## Requirement
The lines to repeat are those below from the one containing "Self::new(SNIPPET_HOLDER, name, descriptor)" down to the one containing "#[derive(Debug, Clone, PartialEq, Eq, Hash)]", both included; reproduce them exactly and nothing else.

## Records to use
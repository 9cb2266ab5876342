//! The stack bytecode accepted by the compiler.
//!
//! Programs arrive as JSON. Each method carries its key, the kinds of its
//! extra locals (parameters come from the descriptor), the instruction list
//! and an exception-handler table. Branch targets and handler bounds are
//! instruction indices.

use super::kind::{Kind, ObjectRef};
use serde::{Deserialize, Serialize};
use std::fmt;
use thiserror::Error;

/// Most arguments a call can pass in registers.
pub const MAX_ARGUMENTS: usize = 8;

/// Holder of the runtime support routines that allocation, array access and
/// throwing are lowered to.
pub const SNIPPET_HOLDER: &str = "Snippets";

/// Malformed input bytecode.
#[derive(Debug, Error, PartialEq, Eq, Clone)]
pub enum BytecodeError {
    #[error("{method}: stack underflow at {pc}")]
    StackUnderflow { method: String, pc: usize },
    #[error("{method}: expected {expected} at {pc}, found {found}")]
    KindMismatch { method: String, pc: usize, expected: Kind, found: Kind },
    #[error("{method}: branch at {pc} targets {target}, outside the method")]
    BadBranchTarget { method: String, pc: usize, target: usize },
    #[error("{method}: local {index} used at {pc} does not exist")]
    BadLocal { method: String, pc: usize, index: u16 },
    #[error("{method}: stack shapes disagree at the merge into {pc}")]
    StackMismatch { method: String, pc: usize },
    #[error("{method}: execution falls off the end of the code")]
    FallsOffEnd { method: String },
    #[error("{method}: exception handler {index} has an invalid range")]
    BadHandler { method: String, index: usize },
    #[error("bad method descriptor {0:?}")]
    BadDescriptor(String),
    #[error("{method}: {count} arguments exceed the limit of {MAX_ARGUMENTS}")]
    TooManyArguments { method: String, count: usize },
    #[error("malformed program: {0}")]
    Json(String),
}

/// Logical identity of a method, independent of any compiled version.
#[derive(Debug, Clone, PartialEq, Eq, Hash, PartialOrd, Ord, Serialize, Deserialize)]
pub struct MethodKey {
    pub holder: String,
    pub name: String,
    pub descriptor: String,
}

impl MethodKey {
    pub fn new(holder: &str, name: &str, descriptor: &str) -> Self {
        Self { holder: holder.to_string(), name: name.to_string(), descriptor: descriptor.to_string() }
    }

    pub fn snippet(name: &str, descriptor: &str) -> Self {
        Self::new(SNIPPET_HOLDER, name, descriptor)
    }

    pub fn signature(&self) -> Result<Signature, BytecodeError> {
        Signature::parse(&self.descriptor)
    }
}

impl fmt::Display for MethodKey {
    fn fmt(&self, f: &mut fmt::Formatter<'_>) -> fmt::Result {
        write!(f, "{}.{}{}", self.holder, self.name, self.descriptor)
    }
}

/// Parameter and return kinds of a descriptor.
#[derive(Debug, Clone, PartialEq, Eq, Hash)]
pub struct Signature {
    pub params: Vec<Kind>,
    pub ret: Kind,
}

impl Signature {
    /// Parse a descriptor such as `(IJLjava/lang/Object;[D)V`.
    pub fn parse(descriptor: &str) -> Result<Self, BytecodeError> {
        let bad = || BytecodeError::BadDescriptor(descriptor.to_string());
        let rest = descriptor.strip_prefix('(').ok_or_else(bad)?;
        let (params_text, ret_text) = rest.split_once(')').ok_or_else(bad)?;

        let mut params = Vec::new();
        let mut chars = params_text.chars().peekable();
        while chars.peek().is_some() {
            let kind = parse_field(&mut chars).ok_or_else(bad)?;
            if kind == Kind::Void {
                return Err(bad());
            }
            params.push(kind);
        }

        let mut ret_chars = ret_text.chars().peekable();
        let ret = parse_field(&mut ret_chars).ok_or_else(bad)?;
        if ret_chars.next().is_some() {
            return Err(bad());
        }
        Ok(Self { params, ret })
    }
}

fn parse_field(chars: &mut std::iter::Peekable<std::str::Chars<'_>>) -> Option<Kind> {
    match chars.next()? {
        'I' | 'Z' | 'B' | 'C' | 'S' => Some(Kind::Int),
        'J' => Some(Kind::Long),
        'D' => Some(Kind::Double),
        'W' => Some(Kind::Word),
        'V' => Some(Kind::Void),
        'L' => {
            let mut name_len = 0;
            for c in chars.by_ref() {
                if c == ';' {
                    return (name_len > 0).then_some(Kind::Reference);
                }
                name_len += 1;
            }
            None
        }
        '[' => match parse_field(chars)? {
            Kind::Void => None,
            _ => Some(Kind::Reference),
        },
        _ => None,
    }
}

/// Branch conditions.
#[derive(Debug, Clone, Copy, PartialEq, Eq, Hash, Serialize, Deserialize)]
#[serde(rename_all = "lowercase")]
pub enum Comparison {
    Eq,
    Ne,
    Lt,
    Ge,
    Gt,
    Le,
}

impl Comparison {
    pub fn eval<T: PartialOrd>(self, lhs: T, rhs: T) -> bool {
        match self {
            Comparison::Eq => lhs == rhs,
            Comparison::Ne => lhs != rhs,
            Comparison::Lt => lhs < rhs,
            Comparison::Ge => lhs >= rhs,
            Comparison::Gt => lhs > rhs,
            Comparison::Le => lhs <= rhs,
        }
    }

    pub fn negate(self) -> Self {
        match self {
            Comparison::Eq => Comparison::Ne,
            Comparison::Ne => Comparison::Eq,
            Comparison::Lt => Comparison::Ge,
            Comparison::Ge => Comparison::Lt,
            Comparison::Gt => Comparison::Le,
            Comparison::Le => Comparison::Gt,
        }
    }
}

impl fmt::Display for Comparison {
    fn fmt(&self, f: &mut fmt::Formatter<'_>) -> fmt::Result {
        let s = match self {
            Comparison::Eq => "==",
            Comparison::Ne => "!=",
            Comparison::Lt => "<",
            Comparison::Ge => ">=",
            Comparison::Gt => ">",
            Comparison::Le => "<=",
        };
        f.write_str(s)
    }
}

/// A bytecode instruction.
#[derive(Debug, Clone, PartialEq, Serialize, Deserialize)]
#[serde(rename_all = "snake_case")]
pub enum Instruction {
    IConst(i32),
    LConst(i64),
    DConst(f64),
    AConstNull,
    /// Push a constant object handle.
    Ldc(ObjectRef),
    Load(u16),
    Store(u16),
    Pop,
    Dup,
    IAdd, ISub, IMul, IDiv, IRem, IAnd, IOr, IXor, INeg,
    LAdd, LSub, LMul, LDiv, LRem, LAnd, LOr, LXor, LNeg,
    DAdd, DSub, DMul, DDiv,
    #[serde(rename = "i2l")]
    I2L,
    #[serde(rename = "l2i")]
    L2I,
    /// Compare the top int with zero.
    If { cond: Comparison, target: usize },
    /// Compare the two top values, which must have the same kind.
    IfCmp { cond: Comparison, target: usize },
    IfNull(usize),
    IfNonNull(usize),
    Goto(usize),
    NewArray(Kind),
    NewInstance(ObjectRef),
    ArrayLength,
    ArrayLoad(Kind),
    ArrayStore(Kind),
    InvokeStatic(MethodKey),
    InvokeNative(MethodKey),
    /// Call through a word-sized code address on top of the stack.
    InvokeIndirect(String),
    Throw,
    Return,
    ReturnValue,
    Safepoint,
}

impl Instruction {
    /// Branch target, if this instruction can transfer control.
    pub fn branch_target(&self) -> Option<usize> {
        match self {
            Instruction::If { target, .. }
            | Instruction::IfCmp { target, .. }
            | Instruction::IfNull(target)
            | Instruction::IfNonNull(target)
            | Instruction::Goto(target) => Some(*target),
            _ => None,
        }
    }

    /// Whether control never continues with the next instruction.
    pub fn ends_flow(&self) -> bool {
        matches!(
            self,
            Instruction::Goto(_) | Instruction::Throw | Instruction::Return | Instruction::ReturnValue
        )
    }
}

/// One exception-handler table entry covering `start..end`.
#[derive(Debug, Clone, Copy, PartialEq, Eq, Serialize, Deserialize)]
pub struct Handler {
    pub start: usize,
    pub end: usize,
    pub handler: usize,
}

#[derive(Debug, Clone, PartialEq, Serialize, Deserialize)]
pub struct BytecodeMethod {
    pub key: MethodKey,
    /// Kinds of the locals that follow the parameters.
    #[serde(default)]
    pub locals: Vec<Kind>,
    pub code: Vec<Instruction>,
    #[serde(default)]
    pub handlers: Vec<Handler>,
}

impl BytecodeMethod {
    pub fn signature(&self) -> Result<Signature, BytecodeError> {
        self.key.signature()
    }

    /// Kinds of every local slot, parameters first.
    pub fn local_kinds(&self) -> Result<Vec<Kind>, BytecodeError> {
        let mut kinds = self.signature()?.params;
        kinds.extend(self.locals.iter().copied());
        Ok(kinds)
    }

    /// The first handler covering `pc`, in table order.
    pub fn handler_for(&self, pc: usize) -> Option<&Handler> {
        self.handlers.iter().find(|h| h.start <= pc && pc < h.end)
    }
}

/// A set of methods compiled together.
#[derive(Debug, Clone, Default, PartialEq, Serialize, Deserialize)]
#[serde(transparent)]
pub struct Program {
    pub methods: Vec<BytecodeMethod>,
}

impl Program {
    pub fn from_json(text: &str) -> Result<Self, BytecodeError> {
        serde_json::from_str(text).map_err(|e| BytecodeError::Json(e.to_string()))
    }

    pub fn get(&self, key: &MethodKey) -> Option<&BytecodeMethod> {
        self.methods.iter().find(|m| &m.key == key)
    }
}

/// Source of callee bodies for inlining.
pub trait MethodProvider: Sync {
    fn method(&self, key: &MethodKey) -> Option<&BytecodeMethod>;
}

impl MethodProvider for Program {
    fn method(&self, key: &MethodKey) -> Option<&BytecodeMethod> {
        self.get(key)
    }
}

/// A provider with no methods; disables inlining.
pub struct NoMethods;

impl MethodProvider for NoMethods {
    fn method(&self, _key: &MethodKey) -> Option<&BytecodeMethod> {
        None
    }
}

#[cfg(test)]
mod tests {
    use super::*;

    #[test]
    fn test_parse_descriptor() {
        let sig = Signature::parse("(IJLjava/lang/Object;[D)V").unwrap();
        assert_eq!(sig.params, vec![Kind::Int, Kind::Long, Kind::Reference, Kind::Reference]);
        assert_eq!(sig.ret, Kind::Void);
    }

    #[test]
    fn test_bad_descriptors() {
        for bad in ["II", "(I", "(V)I", "(L;)V", "(Lfoo)V", "()", "()IJ", "(F)V"] {
            assert!(Signature::parse(bad).is_err(), "{bad} should be rejected");
        }
    }

    #[test]
    fn test_program_from_json() {
        let json = r#"[{
            "key": {"holder": "Demo", "name": "inc", "descriptor": "(I)I"},
            "code": [{"load": 0}, {"i_const": 1}, "i_add", "return_value"]
        }]"#;
        let program = Program::from_json(json).unwrap();
        assert_eq!(program.methods[0].code[2], Instruction::IAdd);
        assert_eq!(program.methods[0].key.to_string(), "Demo.inc(I)I");
    }

    #[test]
    fn test_handler_lookup_uses_table_order() {
        let method = BytecodeMethod {
            key: MethodKey::new("A", "m", "()V"),
            locals: vec![],
            code: vec![Instruction::Return],
            handlers: vec![
                Handler { start: 0, end: 4, handler: 10 },
                Handler { start: 0, end: 8, handler: 20 },
            ],
        };
        assert_eq!(method.handler_for(2).map(|h| h.handler), Some(10));
        assert_eq!(method.handler_for(6).map(|h| h.handler), Some(20));
        assert!(method.handler_for(8).is_none());
    }
}
/// Turn branches with a known outcome into jumps.
pub fn fold_branches(graph: &mut CirGraph) -> usize {
    let mut folded = 0;
    for block in graph.reachable_blocks() {
        let Continuation::Branch { cond, lhs, rhs, taken, not_taken } = &graph.blocks[block].cont else {
            continue;
        };
        let outcome = if lhs == rhs && graph.nodes[*lhs].kind != Kind::Double {
            Some(matches!(cond, Comparison::Eq | Comparison::Ge | Comparison::Le))
        } else {
            match (graph.nodes[*lhs].op.as_constant(), graph.nodes[*rhs].op.as_constant()) {
                (Some(a), Some(b)) => decide(*cond, a, b),
                _ => None,
            }
        };
        if let Some(take) = outcome {
            let edge = if take { taken.clone() } else { not_taken.clone() };
            graph.blocks[block].cont = Continuation::Jump(edge);
            folded += 1;
        }
    }
    folded
}

/// Remove block parameters that receive the same value on every edge (or
/// themselves), until nothing changes.
pub fn remove_trivial_params(graph: &mut CirGraph) -> usize {
    let mut removed = 0;
    loop {
        let mut changed = false;
        for block in graph.reachable_blocks() {
            if block == graph.entry {
                continue;
            }
            let mut index = graph.blocks[block].params.len();
            while index > 0 {
                index -= 1;
                if let Some(value) = trivial_value(graph, block, index) {
                    let param = graph.blocks[block].params.remove(index);
                    graph.for_each_incoming_edge(|edge| {
                        if edge.target == block {
                            edge.args.remove(index);
                        }
                    });
                    graph.redirect(param, value);
                    renumber_params(graph, block);
                    removed += 1;
                    changed = true;
                }
            }
        }
        if !changed {
            return removed;
        }
    }
}

fn trivial_value(graph: &mut CirGraph, block: BlockId, index: usize) -> Option<NodeId> {
    let param = graph.blocks[block].params[index];
    let mut unique: Option<NodeId> = None;
    let mut trivial = true;
    let mut incoming = 0;
    graph.for_each_incoming_edge(|edge| {
        if edge.target != block {
            return;
        }
        incoming += 1;
        let arg = edge.args[index];
        if arg == param {
            return;
        }
        match unique {
            None => unique = Some(arg),
            Some(v) if v == arg => {}
            Some(_) => trivial = false,
        }
    });
    if trivial && incoming > 0 { unique } else { None }
}

fn renumber_params(graph: &mut CirGraph, block: BlockId) {
    for (i, param) in graph.blocks[block].params.clone().into_iter().enumerate() {
        graph.nodes[param].op = Operator::Control(ControlOp::BlockParam { block, index: i as u16 });
    }
}

/// Drop pure nodes whose values are never used.
pub fn eliminate_dead_code(graph: &mut CirGraph) -> usize {
    let blocks = graph.reachable_blocks();
    let mut live: HashSet<NodeId> = HashSet::new();
    let mut work: Vec<NodeId> = Vec::new();
    for &block in &blocks {
        let b = &graph.blocks[block];
        for &id in &b.body {
            let node = &graph.nodes[id];
            if !node.op.is_pure() {
                work.push(id);
            }
        }
        work.extend(b.cont.inputs());
        for edge in b.cont.edges() {
            work.extend(&edge.args);
        }
    }
    while let Some(id) = work.pop() {
        if !live.insert(id) {
            continue;
        }
        let node = &graph.nodes[id];
        work.extend(node.op.inputs());
        if let Some(edge) = &node.catch {
            work.extend(&edge.args);
        }
    }
    let mut removed = 0;
    for block in blocks {
        let before = graph.blocks[block].body.len();
        let body: Vec<NodeId> = graph.blocks[block]
            .body
            .iter()
            .copied()
            .filter(|id| live.contains(id))
            .collect();
        removed += before - body.len();
        graph.blocks[block].body = body;
    }
    removed
}

/// Whether `callee` is a single-block leaf small enough to inline.
pub fn is_inlinable(callee: &BytecodeMethod, max_nodes: usize) -> bool {
    let Some((last, rest)) = callee.code.split_last() else {
        return false;
    };
    callee.handlers.is_empty()
        && callee.code.len() <= max_nodes
        && matches!(last, Instruction::Return | Instruction::ReturnValue)
        && rest.iter().all(is_straight_line)
}

/// Replace static calls to small leaf methods with their bodies.
pub fn inline_snippets(graph: &mut CirGraph, provider: &dyn MethodProvider, max_nodes: usize) -> usize {
    let mut inlined = 0;
    for block in graph.reachable_blocks() {
        let body = graph.blocks[block].body.clone();
        let mut new_body = Vec::with_capacity(body.len());
        for id in body {
            let callee = match &graph.nodes[id].op {
                Operator::Invoke(InvokeOp::Static { method, args }) if *method != graph.key => provider
                    .method(method)
                    .filter(|m| is_inlinable(m, max_nodes))
                    .map(|m| (m, args.clone())),
                _ => None,
            };
            let Some((callee, args)) = callee else {
                new_body.push(id);
                continue;
            };
            let bci = graph.nodes[id].bci;
            match expand(graph, callee, &args, bci) {
                Some((nodes, result)) => {
                    new_body.extend(nodes);
                    if let Some(result) = result {
                        graph.redirect(id, result);
                    }
                    inlined += 1;
                }
                None => new_body.push(id),
            }
        }
        graph.blocks[block].body = new_body;
    }
    inlined
}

## Final answer
        Self::new(SNIPPET_HOLDER, name, descriptor)
    }

    pub fn signature(&self) -> Result<Signature, BytecodeError> {
        Signature::parse(&self.descriptor)
    }
}

impl fmt::Display for MethodKey {
    fn fmt(&self, f: &mut fmt::Formatter<'_>) -> fmt::Result {
        write!(f, "{}.{}{}", self.holder, self.name, self.descriptor)
    }
}

/// Parameter and return kinds of a descriptor.
#[derive(Debug, Clone, PartialEq, Eq, Hash)]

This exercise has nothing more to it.